Tepat seperti yang diperkirakan para jagoan desa Perbutulan, si mata satu ternyata bukanlah orang sembarangan.

Di samping memiliki tenaga dalam yang dahsyat, gerakannya pun sangat cepat dan sukar diikuti pandangan mata. Tak satu pun sabetan pedang lawan mengenai tubuhnya.

Bahkan hanya dalam beberapa jurus saja, si mata satu berhasil memukul dan menendang lawan-lawannya hingga terlempar keluar warung. Sesosok tubuh lawan terpental membobol dinding, sementara seorang lagi melayang membobol atap warung.

Hanya beberapa menit kemudian, warung itu sepi kembali. Para jagoan desa Perbutulan tak berdaya sama sekali menghadapi serangan si mata satu yang luar biasa. Mereka bergelimpangan dengan luka-luka mengucurkan darah segar.

Dengan sangat tenangnya, si mata satu kembali mereguk minumannya. Ia duduk sendirian di dalam ruangan warung yang telah acak-acakkan dengan sikap seolah-olah tak pernah terjadi sesuatu.

Maka saat itu juga, desa Perbutulan menjadi gempar. Gebrakan lelaki asing bermata satu itu segera meluas dari mulut-mulut. Para jagoan desa lainnya maupun penduduk pun bertanya-tanya.

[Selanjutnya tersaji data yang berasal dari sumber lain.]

impl OrderEventType {
    pub fn as_str(&self) -> &'static str {
        match self {
            OrderEventType::SagaStarted => "SAGA_STARTED",
            OrderEventType::StepStarted => "STEP_STARTED",
            OrderEventType::StepCompleted => "STEP_COMPLETED",
            OrderEventType::StepFailed => "STEP_FAILED",
            OrderEventType::StepSkipped => "STEP_SKIPPED",
            OrderEventType::CompensationStarted => "COMPENSATION_STARTED",
            OrderEventType::StepCompensated => "STEP_COMPENSATED",
            OrderEventType::StepCompensationFailed => "STEP_COMPENSATION_FAILED",
            OrderEventType::CompensationCompleted => "COMPENSATION_COMPLETED",
            OrderEventType::SagaCompleted => "SAGA_COMPLETED",
            OrderEventType::SagaFailed => "SAGA_FAILED",
        }
    }
}

impl fmt::Display for OrderEventType {
    fn fmt(&self, f: &mut fmt::Formatter<'_>) -> fmt::Result {
        f.write_str(self.as_str())
    }
}

impl FromStr for OrderEventType {
    type Err = ParseStatusError;

    fn from_str(s: &str) -> Result<Self, Self::Err> {
        match s {
            "SAGA_STARTED" => Ok(OrderEventType::SagaStarted),
            "STEP_STARTED" => Ok(OrderEventType::StepStarted),
            "STEP_COMPLETED" => Ok(OrderEventType::StepCompleted),
            "STEP_FAILED" => Ok(OrderEventType::StepFailed),
            "STEP_SKIPPED" => Ok(OrderEventType::StepSkipped),
            "COMPENSATION_STARTED" => Ok(OrderEventType::CompensationStarted),
            "STEP_COMPENSATED" => Ok(OrderEventType::StepCompensated),
            "STEP_COMPENSATION_FAILED" => Ok(OrderEventType::StepCompensationFailed),
            "COMPENSATION_COMPLETED" => Ok(OrderEventType::CompensationCompleted),
            "SAGA_COMPLETED" => Ok(OrderEventType::SagaCompleted),
            "SAGA_FAILED" => Ok(OrderEventType::SagaFailed),
            other => Err(ParseStatusError::new("OrderEventType", other)),
        }
    }
}

/// Failed to parse a persisted status string.
#[derive(Debug, thiserror::Error)]
#[error("invalid {kind} value: {value}")]
pub struct ParseStatusError {
    pub kind: &'static str,
    pub value: String,
}

impl ParseStatusError {
    fn new(kind: &'static str, value: &str) -> Self {
        Self {
            kind,
            value: value.to_string(),
        }
    }
}

/// A customer order, the saga's subject.
///
/// The shipping address and payment method captured at submission are
/// persisted with the order so retry-context reconstruction can validate
/// against real data instead of silent defaults.
#[derive(Debug, Clone, Serialize, Deserialize)]
pub struct Order {
    pub id: Uuid,
    pub customer_id: Uuid,
    pub items: Vec<OrderItem>,
    pub total_amount_cents: i64,
    pub status: OrderStatus,
    pub payment_method_id: String,
    pub shipping_address: Address,
    pub created_at: DateTime<Utc>,
    pub updated_at: DateTime<Utc>,
}

/// One line of an order; lifetime bound to the parent.
#[derive(Debug, Clone, Serialize, Deserialize)]
pub struct OrderItem {
    pub id: Uuid,
    pub order_id: Uuid,
    pub product_id: Uuid,
    pub product_name: String,
    pub quantity: u32,
    pub unit_price_cents: i64,
}

/// One run of the saga for an order. Retries create new executions;
/// at most one per order is non-terminal at a time.
#[derive(Debug, Clone, Serialize, Deserialize)]
pub struct SagaExecution {
    pub id: Uuid,
    pub order_id: Uuid,
    /// 0-based index of the step currently (or last) driven.
    pub current_step_index: u32,
    pub status: ExecutionStatus,
    pub failed_step_index: Option<u32>,
    pub failure_reason: Option<String>,
    pub correlation_id: String,
    pub started_at: DateTime<Utc>,
    pub completed_at: Option<DateTime<Utc>>,
    pub compensation_started_at: Option<DateTime<Utc>>,
    pub compensation_completed_at: Option<DateTime<Utc>>,
}

impl SagaExecution {
    pub fn begin(order_id: Uuid, started_at: DateTime<Utc>) -> Self {
        let id = Uuid::new_v4();
        Self {
            id,
            order_id,
            current_step_index: 0,
            status: ExecutionStatus::InProgress,
            failed_step_index: None,
            failure_reason: None,
            correlation_id: id.simple().to_string(),
            started_at,
            completed_at: None,
            compensation_started_at: None,
            compensation_completed_at: None,
        }
    }
}

/// Durable lifecycle record for one step within one execution.
#[derive(Debug, Clone, Serialize, Deserialize)]
pub struct SagaStepResult {
    pub id: Uuid,
    pub execution_id: Uuid,
    pub step_name: String,
    /// 1-based, dense within the execution.
    pub step_order: u32,
    pub status: StepStatus,
    pub step_data: StepData,
    pub error_message: Option<String>,
    pub started_at: Option<DateTime<Utc>>,
    pub completed_at: Option<DateTime<Utc>>,
}

/// Record of one retry of a failed order.
#[derive(Debug, Clone, Serialize, Deserialize)]
pub struct RetryAttempt {
    pub id: Uuid,
    pub order_id: Uuid,
    pub original_execution_id: Uuid,
    pub retry_execution_id: Option<Uuid>,
    /// Monotonic per order, starting at 1.
    pub attempt_number: u32,
    pub resumed_from_step: Option<String>,
    pub skipped_steps: Vec<String>,
    pub outcome: RetryOutcome,
    pub failure_reason: Option<String>,
    pub initiated_at: DateTime<Utc>,
    pub completed_at: Option<DateTime<Utc>>,
}

/// Append-only timeline event. Rows are never updated or deleted.
#[derive(Debug, Clone, Serialize, Deserialize)]
pub struct OrderEvent {
    pub id: Uuid,
    pub order_id: Uuid,
    pub event_type: OrderEventType,
    pub step_name: Option<String>,
    pub outcome: Option<String>,
    pub details: Option<serde_json::Value>,
    pub error_code: Option<String>,
    pub error_message: Option<String>,
    pub timestamp: DateTime<Utc>,
}

impl OrderEvent {
    /// Minimal event with nothing but the discriminator.
    pub fn new(order_id: Uuid, event_type: OrderEventType, timestamp: DateTime<Utc>) -> Self {
        Self {
            id: Uuid::new_v4(),
            order_id,
            event_type,
            step_name: None,
            outcome: None,
            details: None,
            error_code: None,
            error_message: None,
            timestamp,
        }
    }

    pub fn with_step(mut self, step_name: impl Into<String>) -> Self {
        self.step_name = Some(step_name.into());
        self
    }

    pub fn with_outcome(mut self, outcome: impl Into<String>) -> Self {
        self.outcome = Some(outcome.into());
        self
    }

    pub fn with_details(mut self, details: serde_json::Value) -> Self {
        self.details = Some(details);
        self
    }

    pub fn with_error(mut self, code: impl Into<String>, message: impl Into<String>) -> Self {
        self.error_code = Some(code.into());
        self.error_message = Some(message.into());
        self
    }
}

#[cfg(test)]
mod tests {
    use super::*;

    #[test]
    fn test_order_status_round_trip() {
        for status in [
            OrderStatus::Pending,
            OrderStatus::Processing,
            OrderStatus::Completed,
            OrderStatus::Failed,
            OrderStatus::Compensating,
            OrderStatus::Compensated,
            OrderStatus::Retrying,
        ] {
            assert_eq!(status.as_str().parse::<OrderStatus>().unwrap(), status);
        }
    }

    #[test]
    fn test_step_status_round_trip() {
        for status in [
            StepStatus::Pending,
            StepStatus::InProgress,
            StepStatus::Completed,
            StepStatus::Failed,
            StepStatus::Skipped,
            StepStatus::Compensated,
        ] {
            assert_eq!(status.as_str().parse::<StepStatus>().unwrap(), status);
        }
    }

    #[test]
    fn test_unknown_status_rejected() {
        let err = "BOGUS".parse::<ExecutionStatus>().unwrap_err();
        assert_eq!(err.kind, "ExecutionStatus");
        assert_eq!(err.value, "BOGUS");
    }

    #[test]
    fn test_execution_terminality() {
        assert!(!ExecutionStatus::InProgress.is_terminal());
        assert!(!ExecutionStatus::Compensating.is_terminal());
        assert!(ExecutionStatus::Completed.is_terminal());
        assert!(ExecutionStatus::Compensated.is_terminal());
        assert!(ExecutionStatus::Failed.is_terminal());
    }

    #[test]
    fn test_address_missing_field() {
        let mut address = Address {
            street: "123 Main St".to_string(),
            city: "Springfield".to_string(),
            state: "IL".to_string(),
            postal_code: "62701".to_string(),
            country: "US".to_string(),
        };
        assert_eq!(address.missing_field(), None);

        address.postal_code = "  ".to_string();
        assert_eq!(address.missing_field(), Some("postal_code"));
    }

    #[test]
    fn test_address_fingerprint_normalizes() {
        let a = Address {
            street: " 123 Main St".to_string(),
            city: "Springfield".to_string(),
            state: "il".to_string(),
            postal_code: "62701".to_string(),
            country: "US".to_string(),
        };
        let b = Address {
            street: "123 MAIN ST".to_string(),
            city: "springfield".to_string(),
            state: "IL".to_string(),
            postal_code: "62701".to_string(),
            country: "us".to_string(),
        };
        assert_eq!(a.fingerprint(), b.fingerprint());
    }
}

Siapakah gerangan lelaki yang memiliki kesaktian luar biasa itu?

Dari mana asalnya, siapa namanya?

Dan apa maksudnya bikin keonaran di desa Perbutulan?

Sepak terjang si mata satu juga sangat menarik perhatian Gagak Ciremai, guru silat yang paling kesohor di desa Perbutulan. Ia mendapat laporan dari muridnya sore harinya bahwa seorang laki-laki asing bermata satu telah membikin keonaran. Lelaki itu memiliki ilmu yang sangat tinggi, sehingga hanya dalam beberapa jurus saja, beberapa jagoan desa telah tewas di tangannya.

“Di antara kami berempat hanya sayalah yang kebetulan lolos dari pedang mautnya. Karena saya saat itu pingsan ditendang. Saya rasa dia datang dari sebelah selatan gunung Ciremai, Pak Guru.”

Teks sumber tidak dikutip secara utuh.